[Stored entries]
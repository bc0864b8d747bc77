//! Privacy masking post-pass.
//!
//! Masks arrive relative to the *requested* capture region. The encoded
//! frame may start at a different origin (clipping against the desktop or
//! the window surface), so each mask is shifted by that offset, clamped to
//! the frame, and drawn as an opaque box during a re-encode.

use std::path::{Path, PathBuf};
use std::time::Duration;

use rdtile_common::error::{RdtileError, RdtileResult};
use rdtile_platform_core::{MaskRect, Rect};

use crate::encoder_args::mask_args;
use crate::process::{encoder_command, remove_file_logged, run_to_completion};
use crate::session::{FinishedRecording, MaskingOutcome};

/// Upper bound for the masking re-encode.
pub const MASK_TIMEOUT: Duration = Duration::from_secs(30 * 60);

/// Geometry of the encoded frame relative to the requested region.
#[derive(Debug, Clone, Copy, PartialEq, Eq, Default)]
pub struct MaskFrame {
    /// Encoded width in pixels.
    pub width: i32,
    /// Encoded height in pixels.
    pub height: i32,
    /// Requested origin minus encoded origin, added to every mask.
    pub origin_offset: (i32, i32),
}

impl MaskFrame {
    /// Frame for a capture that encoded `actual` out of `requested`.
    ///
    /// Both rectangles must share a coordinate space.
    pub fn new(requested: Rect, actual: Rect) -> Self {
        Self {
            width: actual.width,
            height: actual.height,
            origin_offset: (
                requested.x.saturating_sub(actual.x),
                requested.y.saturating_sub(actual.y),
            ),
        }
    }
}

/// Shift masks into frame coordinates and clamp them to the frame.
///
/// Masks that miss the frame or end up with zero area are dropped.
pub fn resolve_mask_rects(masks: &[MaskRect], frame: &MaskFrame) -> Vec<Rect> {
    let bounds = Rect::new(0, 0, frame.width, frame.height);
    let (dx, dy) = frame.origin_offset;
    masks
        .iter()
        .filter(|mask| !mask.is_empty())
        .filter_map(|mask| mask.translate(dx, dy).intersect(&bounds))
        .collect()
}

/// One opaque `drawbox` directive per rectangle, comma-joined.
///
/// `None` when there is nothing to draw.
pub fn drawbox_filter(rects: &[Rect]) -> Option<String> {
    if rects.is_empty() {
        return None;
    }
    Some(
        rects
            .iter()
            .map(|r| {
                format!(
                    "drawbox=x={}:y={}:w={}:h={}:color=black@1:t=fill",
                    r.x, r.y, r.width, r.height
                )
            })
            .collect::<Vec<_>>()
            .join(","),
    )
}

/// Result of one masking pass.
#[derive(Debug, Clone, PartialEq, Eq)]
pub enum MaskPass {
    /// No mask overlapped the frame; the input was left untouched.
    Skipped,
    /// `output` now holds the masked video.
    Applied { regions: usize },
    /// The re-encode failed; `output` was not written.
    Failed { reason: String },
}

/// Re-encode `input` into `output` with `masks` drawn over it.
///
/// The encode goes to a temporary sibling of `output` that replaces it
/// only after the encoder succeeded. `input` is never modified.
pub async fn apply_masks(
    encoder: &Path,
    input: &Path,
    output: &Path,
    frame: &MaskFrame,
    masks: &[MaskRect],
) -> MaskPass {
    let rects = resolve_mask_rects(masks, frame);
    let Some(filter) = drawbox_filter(&rects) else {
        tracing::info!(
            requested = masks.len(),
            frame_width = frame.width,
            frame_height = frame.height,
            "No mask overlaps the recorded frame; skipping masking pass"
        );
        return MaskPass::Skipped;
    };

    let temp = masking_temp_path(output);
    tracing::info!(
        input = %input.display(),
        output = %output.display(),
        regions = rects.len(),
        "Applying masks"
    );

    let mut command = encoder_command(encoder);
    command.args(mask_args(input, &filter, &temp));

    let failure = match run_to_completion("masking", command, MASK_TIMEOUT).await {
        Ok(status) if status.success() && temp.exists() => {
            match tokio::fs::rename(&temp, output).await {
                Ok(()) => {
                    return MaskPass::Applied {
                        regions: rects.len(),
                    }
                }
                Err(e) => RdtileError::masking(format!(
                    "failed to move masked output into place: {e}"
                )),
            }
        }
        Ok(status) => RdtileError::masking(format!("encoder exited with {status}")),
        Err(e) => RdtileError::masking(e.to_string()),
    };

    remove_file_logged(&temp).await;
    tracing::warn!(error = %failure, "Masking failed");
    MaskPass::Failed {
        reason: failure.to_string(),
    }
}

fn masking_temp_path(output: &Path) -> PathBuf {
    let stem = output
        .file_stem()
        .map(|s| s.to_string_lossy().into_owned())
        .unwrap_or_else(|| "recording".to_string());
    output.with_file_name(format!("{stem}.masking.mp4"))
}

/// Publish `input` as the finished recording, masking it when asked.
///
/// - No masks: `input` is renamed to `final_path`.
/// - Masks applied: the masked video lands at `masked_path` and `input`
///   is deleted.
/// - Masks skipped or failed: `input` is renamed to `final_path` and the
///   outcome says why it is unmasked.
pub async fn publish_recording(
    encoder: &Path,
    input: &Path,
    final_path: &Path,
    masked_path: &Path,
    frame: &MaskFrame,
    masks: &[MaskRect],
) -> RdtileResult<FinishedRecording> {
    if masks.is_empty() {
        move_into_place(input, final_path).await?;
        return Ok(FinishedRecording::new(
            final_path.to_path_buf(),
            MaskingOutcome::NotRequested,
        ));
    }

    match apply_masks(encoder, input, masked_path, frame, masks).await {
        MaskPass::Applied { regions } => {
            if input != masked_path {
                remove_file_logged(input).await;
            }
            Ok(FinishedRecording::new(
                masked_path.to_path_buf(),
                MaskingOutcome::Applied { regions },
            ))
        }
        MaskPass::Skipped => {
            move_into_place(input, final_path).await?;
            Ok(FinishedRecording::new(
                final_path.to_path_buf(),
                MaskingOutcome::Skipped,
            ))
        }
        MaskPass::Failed { reason } => {
            move_into_place(input, final_path).await?;
            Ok(FinishedRecording::new(
                final_path.to_path_buf(),
                MaskingOutcome::Degraded { reason },
            ))
        }
    }
}

async fn move_into_place(from: &Path, to: &Path) -> RdtileResult<()> {
    if from == to {
        return Ok(());
    }
    tokio::fs::rename(from, to).await.map_err(|e| {
        RdtileError::capture(format!(
            "Failed to publish {} as {}: {e}",
            from.display(),
            to.display()
        ))
    })
}
#![cfg(unix)]

mod support;

use std::path::Path;
use std::time::Duration;

use rdtile_capture_engine::encoder_args::CaptureSource;
use rdtile_capture_engine::{MaskingOutcome, RecordingEngine, RecordingProfile, SegmentRecorder};
use rdtile_platform_core::Rect;

use support::{
    concat_failing_encoder, concat_hanging_encoder, crashing_encoder, fake_encoder, files_in,
    mask_failing_encoder, second_spawn_crashing_encoder,
};

const DESKTOP: Rect = Rect::new(0, 0, 1920, 1080);
const REGION: Rect = Rect::new(10, 20, 1280, 720);

fn recorder() -> SegmentRecorder {
    SegmentRecorder::new(CaptureSource::X11Grab {
        display: ":99".to_string(),
    })
}

async fn start(recorder: &SegmentRecorder, dir: &Path, encoder: &Path) {
    let profile = RecordingProfile {
        fps: 30,
        include_cursor: true,
    };
    recorder
        .start(REGION, DESKTOP, profile, dir, encoder)
        .await
        .expect("recording should start");
}

#[tokio::test]
async fn single_segment_is_renamed_without_concat() {
    let encoder = fake_encoder();
    let dir = tempfile::tempdir().unwrap();
    let recorder = recorder();

    start(&recorder, dir.path(), &encoder).await;
    assert!(recorder.is_running());
    assert_eq!(recorder.segments().await.len(), 1);

    let finished = recorder.finalize_recording(&[]).await.unwrap();

    assert_eq!(finished.masking, MaskingOutcome::NotRequested);
    assert_eq!(std::fs::read_to_string(&finished.path).unwrap(), "segment\n");
    let name = finished.path.file_name().unwrap().to_string_lossy().into_owned();
    assert!(name.starts_with("rec_") && name.ends_with(".mp4"));
    assert!(!name.contains("_seg"));
    assert_eq!(files_in(dir.path()), vec![name]);
    assert!(!recorder.is_running());
}

#[tokio::test]
async fn pause_resume_produces_concatenated_output() {
    let encoder = fake_encoder();
    let dir = tempfile::tempdir().unwrap();
    let recorder = recorder();

    start(&recorder, dir.path(), &encoder).await;
    recorder.pause().await.unwrap();
    recorder.resume().await.unwrap();

    let segments = recorder.segments().await;
    assert_eq!(segments.len(), 2);
    assert!(segments[0].to_string_lossy().ends_with("_seg001.mp4"));
    assert!(segments[1].to_string_lossy().ends_with("_seg002.mp4"));

    let finished = recorder.finalize_recording(&[]).await.unwrap();

    assert_eq!(std::fs::read_to_string(&finished.path).unwrap(), "joined\n");
    let name = finished.path.file_name().unwrap().to_string_lossy().into_owned();
    assert_eq!(files_in(dir.path()), vec![name]);
}

#[tokio::test]
async fn masks_are_applied_to_single_segment() {
    let encoder = fake_encoder();
    let dir = tempfile::tempdir().unwrap();
    let recorder = recorder();

    start(&recorder, dir.path(), &encoder).await;
    let finished = recorder
        .finalize_recording(&[Rect::new(1190, 20, 200, 200)])
        .await
        .unwrap();

    assert_eq!(finished.masking, MaskingOutcome::Applied { regions: 1 });
    assert_eq!(std::fs::read_to_string(&finished.path).unwrap(), "masked\n");
    assert_eq!(files_in(dir.path()).len(), 1);
}

#[tokio::test]
async fn masks_outside_frame_skip_the_masking_pass() {
    let encoder = fake_encoder();
    let dir = tempfile::tempdir().unwrap();
    let recorder = recorder();

    start(&recorder, dir.path(), &encoder).await;
    let finished = recorder
        .finalize_recording(&[Rect::new(5000, 5000, 10, 10)])
        .await
        .unwrap();

    assert_eq!(finished.masking, MaskingOutcome::Skipped);
    assert_eq!(std::fs::read_to_string(&finished.path).unwrap(), "segment\n");
}

#[tokio::test]
async fn failed_masking_keeps_unmasked_concatenation() {
    let encoder = mask_failing_encoder();
    let dir = tempfile::tempdir().unwrap();
    let recorder = recorder();

    start(&recorder, dir.path(), &encoder).await;
    recorder.pause().await.unwrap();
    recorder.resume().await.unwrap();

    let finished = recorder
        .finalize_recording(&[Rect::new(0, 0, 100, 100)])
        .await
        .unwrap();

    match &finished.masking {
        MaskingOutcome::Degraded { reason } => {
            assert!(reason.contains("exited"), "{reason}");
        }
        other => panic!("expected degraded masking, got {other:?}"),
    }
    assert_eq!(std::fs::read_to_string(&finished.path).unwrap(), "joined\n");
    // Segments, manifest and the masking temp file are all gone.
    let name = finished.path.file_name().unwrap().to_string_lossy().into_owned();
    assert_eq!(files_in(dir.path()), vec![name]);
}

#[tokio::test]
async fn immediate_encoder_exit_fails_start_and_cleans_up() {
    let encoder = crashing_encoder();
    let dir = tempfile::tempdir().unwrap();
    let recorder = recorder();

    let err = recorder
        .start(REGION, DESKTOP, RecordingProfile::default(), dir.path(), &encoder)
        .await
        .unwrap_err();

    let message = err.to_string();
    assert!(message.contains("Could not open display"), "{message}");
    assert!(files_in(dir.path()).is_empty());
    assert!(!recorder.is_running());
}

#[tokio::test]
async fn abort_deletes_every_segment() {
    let encoder = fake_encoder();
    let dir = tempfile::tempdir().unwrap();
    let recorder = recorder();

    start(&recorder, dir.path(), &encoder).await;
    recorder.pause().await.unwrap();
    recorder.resume().await.unwrap();
    assert_eq!(files_in(dir.path()).len(), 2);

    recorder.abort().await;

    assert!(files_in(dir.path()).is_empty());
    assert!(!recorder.is_running());
    assert!(recorder.finalize_recording(&[]).await.is_err());
}

#[tokio::test]
async fn region_is_clipped_to_desktop() {
    let encoder = fake_encoder();
    let dir = tempfile::tempdir().unwrap();
    let recorder = recorder();

    recorder
        .start(
            Rect::new(-101, 0, 640, 480),
            DESKTOP,
            RecordingProfile::default(),
            dir.path(),
            &encoder,
        )
        .await
        .unwrap();

    // A mask entirely in the off-screen part is dropped after re-alignment.
    let finished = recorder
        .finalize_recording(&[Rect::new(0, 0, 100, 100)])
        .await
        .unwrap();
    assert_eq!(finished.masking, MaskingOutcome::Skipped);
}

fn file_name(path: &Path) -> String {
    path.file_name().unwrap().to_string_lossy().into_owned()
}

#[tokio::test]
async fn crashed_second_segment_is_untracked_and_deleted() {
    let encoder = second_spawn_crashing_encoder();
    let dir = tempfile::tempdir().unwrap();
    let recorder = recorder();

    start(&recorder, dir.path(), &encoder).await;
    recorder.stop_current_segment().await;

    assert!(!recorder.start_new_segment().await);

    let segments = recorder.segments().await;
    assert_eq!(segments.len(), 1);
    assert!(segments[0].to_string_lossy().ends_with("_seg001.mp4"));
    assert_eq!(files_in(dir.path()), vec![file_name(&segments[0])]);

    // Resuming through the engine surfaces the encoder's complaint.
    let err = recorder.resume().await.unwrap_err();
    assert!(err.to_string().contains("Device or resource busy"), "{err}");
    assert_eq!(files_in(dir.path()), vec![file_name(&segments[0])]);

    let finished = recorder.finalize_recording(&[]).await.unwrap();
    assert_eq!(std::fs::read_to_string(&finished.path).unwrap(), "segment\n");
    assert_eq!(files_in(dir.path()), vec![file_name(&finished.path)]);
}

async fn two_segment_recording(recorder: &SegmentRecorder, dir: &Path, encoder: &Path) {
    start(recorder, dir, encoder).await;
    recorder.pause().await.unwrap();
    recorder.resume().await.unwrap();
    assert_eq!(recorder.segments().await.len(), 2);
}

#[tokio::test]
async fn concat_timeout_publishes_first_segment_and_keeps_the_rest() {
    let encoder = concat_hanging_encoder();
    let dir = tempfile::tempdir().unwrap();
    let recorder = recorder().with_concat_timeout(Duration::from_millis(500));

    two_segment_recording(&recorder, dir.path(), &encoder).await;
    let segments = recorder.segments().await;

    let finished = recorder.finalize_recording(&[]).await.unwrap();

    assert!(finished.is_partial());
    assert_eq!(finished.unjoined_segments, vec![segments[1].clone()]);
    assert_eq!(std::fs::read_to_string(&finished.path).unwrap(), "segment\n");
    assert!(!file_name(&finished.path).contains("_seg"));

    // The half-written concat output and the manifest are gone.
    let mut expected = vec![file_name(&finished.path), file_name(&segments[1])];
    expected.sort();
    assert_eq!(files_in(dir.path()), expected);
    assert!(!recorder.is_running());
}

#[tokio::test]
async fn failed_concat_with_output_keeps_segments() {
    let encoder = concat_failing_encoder();
    let dir = tempfile::tempdir().unwrap();
    let recorder = recorder();

    two_segment_recording(&recorder, dir.path(), &encoder).await;
    let segments = recorder.segments().await;

    let finished = recorder
        .finalize_recording(&[Rect::new(0, 0, 100, 100)])
        .await
        .unwrap();

    // The truncated join is discarded instead of replacing the segments.
    assert_eq!(finished.masking, MaskingOutcome::Applied { regions: 1 });
    assert_eq!(std::fs::read_to_string(&finished.path).unwrap(), "masked\n");
    assert_eq!(finished.unjoined_segments, vec![segments[1].clone()]);
    assert!(!files_in(dir.path()).iter().any(|f| f.contains("_concat")));
    assert!(segments[1].exists());
    assert!(!segments[0].exists());
}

• _Activity_
Set down exactly the lines that begin the records and continue through the line bearing "offset, clamped to"; include both ends.

• _Response_
repository bc0864b8d747bc77
//! Privacy masking post-pass.
//!
//! Masks arrive relative to the *requested* capture region. The encoded
//! frame may start at a different origin (clipping against the desktop or
//! the window surface), so each mask is shifted by that offset, clamped to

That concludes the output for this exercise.